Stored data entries
================================

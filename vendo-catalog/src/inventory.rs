use crate::product::ProductCatalog;
use parking_lot::Mutex;
use std::collections::HashMap;
use std::sync::Arc;
use tracing::{debug, error, info, warn};
use uuid::Uuid;
use vendo_core::CoreError;

/// Tracks soft reservations against catalog stock.
///
/// The reserved map is guarded by a single mutex so that the
/// check-then-increment in `reserve_stock` is one atomic step; two
/// concurrent reservations can never both observe sufficient
/// availability when only one should succeed.
pub struct InventoryLedger {
    catalog: Arc<dyn ProductCatalog>,
    reserved: Mutex<HashMap<Uuid, i32>>,
}

impl InventoryLedger {
    pub fn new(catalog: Arc<dyn ProductCatalog>) -> Self {
        Self {
            catalog,
            reserved: Mutex::new(HashMap::new()),
        }
    }

    /// Reserve stock for a product. All-or-nothing per call: returns
    /// false without mutation when the quantity is non-positive or
    /// availability is insufficient.
    pub fn reserve_stock(&self, product_id: Uuid, quantity: i32) -> Result<bool, InventoryError> {
        if quantity <= 0 {
            warn!("Invalid reservation quantity {} for product {}", quantity, product_id);
            return Ok(false);
        }

        let mut reserved = self.reserved.lock();
        let product = self
            .catalog
            .find_product(product_id)
            .ok_or(InventoryError::ProductNotFound(product_id))?;

        let already_reserved = reserved.get(&product_id).copied().unwrap_or(0);
        let available = product.stock - already_reserved;
        if available < quantity {
            warn!(
                "Insufficient stock for product {}: available={}, requested={}",
                product_id, available, quantity
            );
            return Ok(false);
        }

        let total = already_reserved + quantity;
        reserved.insert(product_id, total);
        info!("Reserved {} units of product {}. Total reserved: {}", quantity, product_id, total);
        Ok(true)
    }

    /// Release previously reserved stock, floored at zero. A no-op when
    /// nothing is reserved.
    pub fn release_stock(&self, product_id: Uuid, quantity: i32) {
        let mut reserved = self.reserved.lock();
        let remaining = Self::release_entry(&mut reserved, product_id, quantity);
        match remaining {
            Some(remaining) => {
                info!("Released {} units of product {}. Remaining reserved: {}", quantity, product_id, remaining)
            }
            None => debug!("No reserved stock to release for product {}", product_id),
        }
    }

    /// Permanently reduce total stock, releasing the same quantity from
    /// the reservation counter.
    pub fn confirm_stock_reduction(
        &self,
        product_id: Uuid,
        quantity: i32,
    ) -> Result<(), InventoryError> {
        let mut reserved = self.reserved.lock();
        let product = self
            .catalog
            .find_product(product_id)
            .ok_or(InventoryError::ProductNotFound(product_id))?;

        let new_stock = product.stock - quantity;
        if new_stock < 0 {
            error!(
                "Stock would go negative for product {}: current={}, reduce={}",
                product_id, product.stock, quantity
            );
            return Err(InventoryError::StockUnderflow {
                product_id,
                stock: product.stock,
                requested: quantity,
            });
        }

        self.catalog.update_stock(product_id, new_stock);
        Self::release_entry(&mut reserved, product_id, quantity);
        info!("Stock confirmed for product {}: {} -> {}", product_id, product.stock, new_stock);
        Ok(())
    }

    /// Stock available for new reservations: `max(0, stock - reserved)`.
    pub fn available_stock(&self, product_id: Uuid) -> Result<i32, InventoryError> {
        let product = self
            .catalog
            .find_product(product_id)
            .ok_or(InventoryError::ProductNotFound(product_id))?;
        let reserved = self.reserved.lock().get(&product_id).copied().unwrap_or(0);
        Ok((product.stock - reserved).max(0))
    }

    pub fn is_in_stock(&self, product_id: Uuid, quantity: i32) -> Result<bool, InventoryError> {
        Ok(self.available_stock(product_id)? >= quantity)
    }

    /// Active products whose total stock is at or below the threshold.
    pub fn low_stock_products(&self, threshold: i32) -> Vec<Uuid> {
        self.catalog
            .list_products()
            .into_iter()
            .filter(|p| p.is_active && p.stock <= threshold)
            .map(|p| p.id)
            .collect()
    }

    /// Bulk availability read. Unknown products map to 0 instead of
    /// propagating a not-found fault.
    pub fn bulk_stock_levels(&self, product_ids: &[Uuid]) -> HashMap<Uuid, i32> {
        let mut levels = HashMap::new();
        for &product_id in product_ids {
            match self.available_stock(product_id) {
                Ok(available) => {
                    levels.insert(product_id, available);
                }
                Err(_) => {
                    warn!("Product {} not found during bulk stock check", product_id);
                    levels.insert(product_id, 0);
                }
            }
        }
        levels
    }

    fn release_entry(
        reserved: &mut HashMap<Uuid, i32>,
        product_id: Uuid,
        quantity: i32,
    ) -> Option<i32> {
        let current = reserved.get(&product_id).copied().unwrap_or(0);
        if current == 0 {
            return None;
        }
        let remaining = (current - quantity).max(0);
        if remaining == 0 {
            reserved.remove(&product_id);
        } else {
            reserved.insert(product_id, remaining);
        }
        Some(remaining)
    }
}

#[derive(Debug, thiserror::Error)]
pub enum InventoryError {
    #[error("Product not found: {0}")]
    ProductNotFound(Uuid),

    #[error("Cannot reduce stock below zero for product {product_id}: current={stock}, requested={requested}")]
    StockUnderflow {
        product_id: Uuid,
        stock: i32,
        requested: i32,
    },
}

impl From<InventoryError> for CoreError {
    fn from(err: InventoryError) -> Self {
        match err {
            InventoryError::ProductNotFound(_) => CoreError::NotFound(err.to_string()),
            InventoryError::StockUnderflow { .. } => CoreError::InvalidState(err.to_string()),
        }
    }
}

#[cfg(test)]
mod tests {
    use super::*;
    use crate::product::{InMemoryCatalog, Product};
    use rust_decimal_macros::dec;

    fn ledger_with_product(stock: i32) -> (InventoryLedger, Uuid) {
        let catalog = Arc::new(InMemoryCatalog::new());
        let id = catalog.insert(Product::new("Wireless Headphones", dec!(79.99), stock));
        (InventoryLedger::new(catalog), id)
    }

    #[test]
    fn test_reservation_lifecycle() {
        let (ledger, id) = ledger_with_product(10);

        assert!(ledger.reserve_stock(id, 4).unwrap());
        assert_eq!(ledger.available_stock(id).unwrap(), 6);

        ledger.release_stock(id, 4);
        assert_eq!(ledger.available_stock(id).unwrap(), 10);
    }

    #[test]
    fn test_non_positive_quantity_rejected() {
        let (ledger, id) = ledger_with_product(10);
        assert!(!ledger.reserve_stock(id, 0).unwrap());
        assert!(!ledger.reserve_stock(id, -3).unwrap());
        assert_eq!(ledger.available_stock(id).unwrap(), 10);
    }

    #[test]
    fn test_insufficient_stock_is_all_or_nothing() {
        let (ledger, id) = ledger_with_product(5);
        assert!(ledger.reserve_stock(id, 3).unwrap());
        assert!(!ledger.reserve_stock(id, 3).unwrap());
        // Failed call must not have partially reserved anything
        assert_eq!(ledger.available_stock(id).unwrap(), 2);
    }

    #[test]
    fn test_release_floors_at_zero() {
        let (ledger, id) = ledger_with_product(10);
        assert!(ledger.reserve_stock(id, 2).unwrap());
        ledger.release_stock(id, 100);
        assert_eq!(ledger.available_stock(id).unwrap(), 10);
        // Releasing with nothing reserved is a no-op, not an error
        ledger.release_stock(id, 1);
        assert_eq!(ledger.available_stock(id).unwrap(), 10);
    }

    #[test]
    fn test_confirm_reduces_total_and_reservation() {
        let (ledger, id) = ledger_with_product(10);
        assert!(ledger.reserve_stock(id, 4).unwrap());
        ledger.confirm_stock_reduction(id, 4).unwrap();
        // Total stock dropped permanently, reservation fully released
        assert_eq!(ledger.available_stock(id).unwrap(), 6);
    }

    #[test]
    fn test_confirm_underflow_fails() {
        let (ledger, id) = ledger_with_product(3);
        let err = ledger.confirm_stock_reduction(id, 5).unwrap_err();
        assert!(matches!(err, InventoryError::StockUnderflow { .. }));
        assert_eq!(ledger.available_stock(id).unwrap(), 3);
    }

    #[test]
    fn test_unknown_product_is_a_fault() {
        let (ledger, _) = ledger_with_product(3);
        let err = ledger.reserve_stock(Uuid::new_v4(), 1).unwrap_err();
        assert!(matches!(err, InventoryError::ProductNotFound(_)));
    }

    #[test]
    fn test_bulk_levels_lenient_on_unknown() {
        let (ledger, id) = ledger_with_product(7);
        let ghost = Uuid::new_v4();
        let levels = ledger.bulk_stock_levels(&[id, ghost]);
        assert_eq!(levels[&id], 7);
        assert_eq!(levels[&ghost], 0);
    }

    #[test]
    fn test_low_stock_skips_inactive_products() {
        let catalog = Arc::new(InMemoryCatalog::new());
        let low = catalog.insert(Product::new("Low", dec!(1.00), 2));
        let inactive = catalog.insert(Product::new("Inactive", dec!(1.00), 1));
        let high = catalog.insert(Product::new("High", dec!(1.00), 50));
        catalog.deactivate(inactive);

        let ledger = InventoryLedger::new(catalog);
        let ids = ledger.low_stock_products(5);
        assert!(ids.contains(&low));
        assert!(!ids.contains(&inactive));
        assert!(!ids.contains(&high));
    }

    #[test]
    fn test_concurrent_reservations_never_oversell() {
        let (ledger, id) = ledger_with_product(5);
        let ledger = Arc::new(ledger);

        let handles: Vec<_> = (0..20)
            .map(|_| {
                let ledger = Arc::clone(&ledger);
                std::thread::spawn(move || ledger.reserve_stock(id, 1).unwrap())
            })
            .collect();

        let successes = handles
            .into_iter()
            .map(|handle| handle.join().unwrap())
            .filter(|&reserved| reserved)
            .count();

        // Exactly min(N, S) reservations may win
        assert_eq!(successes, 5);
        assert_eq!(ledger.available_stock(id).unwrap(), 0);
    }
}
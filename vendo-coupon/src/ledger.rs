use parking_lot::Mutex;
use rust_decimal::Decimal;
use serde::{Deserialize, Serialize};
use std::collections::HashMap;
use tracing::{debug, info, warn};
use vendo_shared::round_money;

/// Promotional discount kinds
#[derive(Debug, Clone, Copy, Serialize, Deserialize, PartialEq, Eq)]
#[serde(rename_all = "SCREAMING_SNAKE_CASE")]
pub enum DiscountKind {
    Percentage,
    FixedAmount,
}

impl DiscountKind {
    /// Parse a kind string. Returns None for anything outside the two
    /// enumerated kinds, so unknown kinds fail at the edge.
    pub fn parse(value: &str) -> Option<Self> {
        match value.trim().to_uppercase().as_str() {
            "PERCENTAGE" => Some(Self::Percentage),
            "FIXED_AMOUNT" => Some(Self::FixedAmount),
            _ => None,
        }
    }
}

#[derive(Debug, Clone, Serialize, Deserialize)]
pub struct Coupon {
    pub code: String,
    pub kind: DiscountKind,
    pub value: Decimal,
    pub min_order_amount: Decimal,
    pub max_uses: u32,
    pub used_count: u32,
    pub active: bool,
}

impl Coupon {
    fn is_redeemable(&self) -> bool {
        self.active && self.used_count < self.max_uses
    }

    fn discount_for(&self, order_total: Decimal) -> Decimal {
        match self.kind {
            DiscountKind::Percentage => {
                round_money(order_total * self.value / Decimal::ONE_HUNDRED)
            }
            DiscountKind::FixedAmount => self.value.min(order_total),
        }
    }
}

/// Validates and applies promotional discounts.
///
/// A single mutex guards the store so that the redemption-count
/// increment in `apply_coupon` is atomic relative to concurrent
/// applications of the same code.
#[derive(Default)]
pub struct CouponLedger {
    coupons: Mutex<HashMap<String, Coupon>>,
}

impl CouponLedger {
    pub fn new() -> Self {
        Self::default()
    }

    /// Create a coupon. Returns false without mutation when the code is
    /// blank or already exists, or a percentage value exceeds 100.
    pub fn create_coupon(
        &self,
        code: &str,
        kind: DiscountKind,
        value: Decimal,
        min_order_amount: Decimal,
        max_uses: u32,
    ) -> bool {
        let normalized = code.trim().to_uppercase();
        if normalized.is_empty() {
            warn!("Cannot create coupon with a blank code");
            return false;
        }

        if kind == DiscountKind::Percentage && value > Decimal::ONE_HUNDRED {
            warn!("Percentage discount cannot exceed 100%");
            return false;
        }

        let mut coupons = self.coupons.lock();
        if coupons.contains_key(&normalized) {
            warn!("Coupon {} already exists", normalized);
            return false;
        }

        info!(
            "Coupon created: code={}, kind={:?}, value={}, minOrder={}, maxUses={}",
            normalized, kind, value, min_order_amount, max_uses
        );
        coupons.insert(
            normalized.clone(),
            Coupon {
                code: normalized,
                kind,
                value,
                min_order_amount,
                max_uses,
                used_count: 0,
                active: true,
            },
        );
        true
    }

    /// Whether a code exists, is active, and has redemptions remaining.
    pub fn is_valid_coupon(&self, code: &str) -> bool {
        let normalized = code.trim().to_uppercase();
        if normalized.is_empty() {
            return false;
        }

        match self.coupons.lock().get(&normalized) {
            None => {
                debug!("Coupon {} not found", normalized);
                false
            }
            Some(coupon) if !coupon.active => {
                debug!("Coupon {} is inactive", normalized);
                false
            }
            Some(coupon) if coupon.used_count >= coupon.max_uses => {
                debug!(
                    "Coupon {} has reached max uses ({}/{})",
                    normalized, coupon.used_count, coupon.max_uses
                );
                false
            }
            Some(_) => true,
        }
    }

    /// Apply a coupon to an order total. Invalid or inapplicable codes
    /// pass the total through unchanged with no redemption recorded;
    /// callers never see an error for an expected business outcome.
    pub fn apply_coupon(&self, code: &str, order_total: Decimal) -> Decimal {
        let normalized = code.trim().to_uppercase();
        let mut coupons = self.coupons.lock();

        let coupon = match coupons.get_mut(&normalized) {
            Some(coupon) if coupon.is_redeemable() => coupon,
            _ => {
                warn!("Attempt to apply invalid coupon: {}", code);
                return order_total;
            }
        };

        if order_total < coupon.min_order_amount {
            info!(
                "Order total {} below minimum {} for coupon {}",
                order_total, coupon.min_order_amount, normalized
            );
            return order_total;
        }

        let discount = coupon.discount_for(order_total);
        let discounted_total = round_money((order_total - discount).max(Decimal::ZERO));
        coupon.used_count += 1;

        info!(
            "Coupon {} applied: original={}, discount={}, final={}",
            normalized, order_total, discount, discounted_total
        );
        discounted_total
    }

    /// Preview the discount a code would yield, without redeeming it.
    pub fn discount_amount(&self, code: &str, order_total: Decimal) -> Decimal {
        let normalized = code.trim().to_uppercase();
        match self.coupons.lock().get(&normalized) {
            Some(coupon) if coupon.is_redeemable() && order_total >= coupon.min_order_amount => {
                coupon.discount_for(order_total)
            }
            _ => Decimal::ZERO,
        }
    }

    /// Deactivate a coupon (one-way). Returns false for unknown codes.
    pub fn deactivate_coupon(&self, code: &str) -> bool {
        let normalized = code.trim().to_uppercase();
        match self.coupons.lock().get_mut(&normalized) {
            Some(coupon) => {
                coupon.active = false;
                info!("Coupon {} deactivated", normalized);
                true
            }
            None => {
                warn!("Cannot deactivate non-existent coupon: {}", code);
                false
            }
        }
    }

    /// Codes that are active and still have redemptions remaining.
    pub fn active_coupons(&self) -> Vec<String> {
        self.coupons
            .lock()
            .values()
            .filter(|c| c.is_redeemable())
            .map(|c| c.code.clone())
            .collect()
    }
}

================================

#### Exercise directions:
Within the entries above, work out the number of lines that include the string "when" and give only that.

#### Answer to this exercise:
4